A Debugger

  • Interactive programs can be tested by simulating input and recording output.
  • Testing interactive programs is easier if their inputs and outputs can easily be replaced with mock objects.
  • Debuggers usually implement breakpoints by temporarily replacing actual instructions with special ones.
  • Using lookup tables for function or method dispatch makes programs easier to extend.

Terms defined: breakpoint, clear (a breakpoint), conditional breakpoint, debugger, disassemble, reverse lookup, watchpoint

We have finally come to another of the questions that sparked this book: how does a debugger work? Debuggers are as much a part of good programmers’ lives as version control but are taught far less often (in part, we believe, because it’s harder to create homework questions for them). This chapter builds a simple single-stepping debugger for the virtual machine of Chapter 25 and shows how we can test interactive applications. If you would like to go further and (much) deeper, please have a look at Sy Brand’s tutorial.

One Step at a Time

Before we start work, let’s consolidate and reorganize the code in our virtual machine. The methods all work as they did before, but we’ve made a few changes to allow for future growth. The first is to pass an output stream to the constructor, which by default will be sys.stdout:

    def __init__(self, writer=sys.stdout):
        """Set up memory."""
        self.writer = writer
        self.initialize([])

We then replace every print statement with a call to new method called write. For example, the “print register” instruction calls self.write:

        elif op == OPS["prr"]["code"]:
            self.assert_is_register(arg0)
            self.write(f"{self.reg[arg0]:06x}")

For now, write just prints things to whatever output stream the virtual machine (VM) was given:

    def write(self, *args):
        msg = "".join(args) + "\n"
        self.writer.write(msg)

Our virtual machine now loads a program and runs it to completion, so it’s either running or finished. We want to add a third state for single-step execution, so let’s start by adding an enumeration to architecture.py:

class VMState(Enum):
    """Virtual machine states."""
    FINISHED = 0
    STEPPING = 1
    RUNNING = 2

We could use strings to keep track of states, but as soon as there are more than two there are likely to be many, and having them spelled out makes it easier for the next person to find out what they can be.

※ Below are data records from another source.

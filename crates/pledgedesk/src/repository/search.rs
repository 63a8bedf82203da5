//! Search expression parsing for the repository listing.
//!
//! A search expression is split on whitespace. Tokens of the form
//! `org:<value>` are structured clauses restricting the internal-organization
//! slug; everything else is rejoined, in order, into a single fuzzy clause
//! matched against the repository name. All matching is case-insensitive
//! substring containment.

/// Prefix marking a structured organization-slug clause.
const ORG_CLAUSE_PREFIX: &str = "org:";

/// A parsed search expression.
#[derive(Debug, Clone, Default, PartialEq, Eq)]
pub struct SearchExpression {
    slug_clauses: Vec<String>,
    name_clause: Option<String>,
}

impl SearchExpression {
    /// Parse a free-text search input.
    ///
    /// An `org:` token with an empty value is kept as-is: it degenerates to a
    /// filter every slug satisfies, which mirrors how the listing has always
    /// behaved.
    pub fn parse(input: &str) -> Self {
        let mut slug_clauses = Vec::new();
        let mut fuzzy_tokens = Vec::new();

        for token in input.split_whitespace() {
            match token.strip_prefix(ORG_CLAUSE_PREFIX) {
                Some(value) => slug_clauses.push(value.to_string()),
                None => fuzzy_tokens.push(token),
            }
        }

        let name_clause = if fuzzy_tokens.is_empty() {
            None
        } else {
            Some(fuzzy_tokens.join(" "))
        };

        Self {
            slug_clauses,
            name_clause,
        }
    }

    /// Organization-slug clauses; every clause must match (AND semantics).
    pub fn slug_clauses(&self) -> &[String] {
        &self.slug_clauses
    }

    /// The fuzzy repository-name clause, if any plain tokens were given.
    pub fn name_clause(&self) -> Option<&str> {
        self.name_clause.as_deref()
    }

    /// Whether the expression applies no filtering at all.
    pub fn is_empty(&self) -> bool {
        self.slug_clauses.is_empty() && self.name_clause.is_none()
    }
}

#[cfg(test)]
mod tests {
    use super::*;

    #[test]
    fn test_parse_empty_input() {
        let expr = SearchExpression::parse("");
        assert!(expr.is_empty());
        assert!(expr.slug_clauses().is_empty());
        assert!(expr.name_clause().is_none());
    }

    #[test]
    fn test_parse_whitespace_only() {
        let expr = SearchExpression::parse("   \t  ");
        assert!(expr.is_empty());
    }

    #[test]
    fn test_parse_plain_tokens_rejoin_in_order() {
        let expr = SearchExpression::parse("hello   brave  world");
        assert!(expr.slug_clauses().is_empty());
        assert_eq!(expr.name_clause(), Some("hello brave world"));
    }

    #[test]
    fn test_parse_org_clauses() {
        let expr = SearchExpression::parse("org:acme org:widgets");
        assert_eq!(expr.slug_clauses(), ["acme", "widgets"]);
        assert!(expr.name_clause().is_none());
    }

    #[test]
    fn test_parse_mixed_preserves_fuzzy_order() {
        let expr = SearchExpression::parse("wid org:acm gets");
        assert_eq!(expr.slug_clauses(), ["acm"]);
        assert_eq!(expr.name_clause(), Some("wid gets"));
    }

    #[test]
    fn test_parse_empty_org_value_is_kept() {
        // A bare `org:` is a degenerate always-true clause, not an error
        let expr = SearchExpression::parse("org:");
        assert_eq!(expr.slug_clauses(), [""]);
        assert!(!expr.is_empty());
    }

    #[test]
    fn test_parse_org_prefix_only_matches_at_token_start() {
        let expr = SearchExpression::parse("borg:cube");
        assert!(expr.slug_clauses().is_empty());
        assert_eq!(expr.name_clause(), Some("borg:cube"));
    }
}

We are now in a better position to move forward, so we derive a new class from our refactored VM:

class VirtualMachineStep(VirtualMachineBase):

(Again, if we were writing this code under normal circumstances, we would enhance the existing class, but since we want to keep several versions around for teaching, we derive and extend.)

The old run method kept going until the program finished. The new run method is necessarily more complicated. The VM is initially in the STEPPING state (because if we start it in the RUNNING state, we would never have an opportunity to interact with it to change its state). As long as the program isn’t finished, we fetch, decode, and execute the next instruction as usual, but we stop after each one if we’re single-stepping:

    def run(self):
        self.state = VMState.STEPPING
        while True:
            if self.state == VMState.STEPPING:
                self.interact(self.ip)
            if self.state == VMState.FINISHED:
                break
            instruction = self.ram[self.ip]
            self.ip += 1
            op, arg0, arg1 = self.decode(instruction)
            self.execute(op, arg0, arg1)

The interaction method needs to handle several cases:

  1. The user enters an empty line (i.e., presses return), in which case it loops around and waits for something else.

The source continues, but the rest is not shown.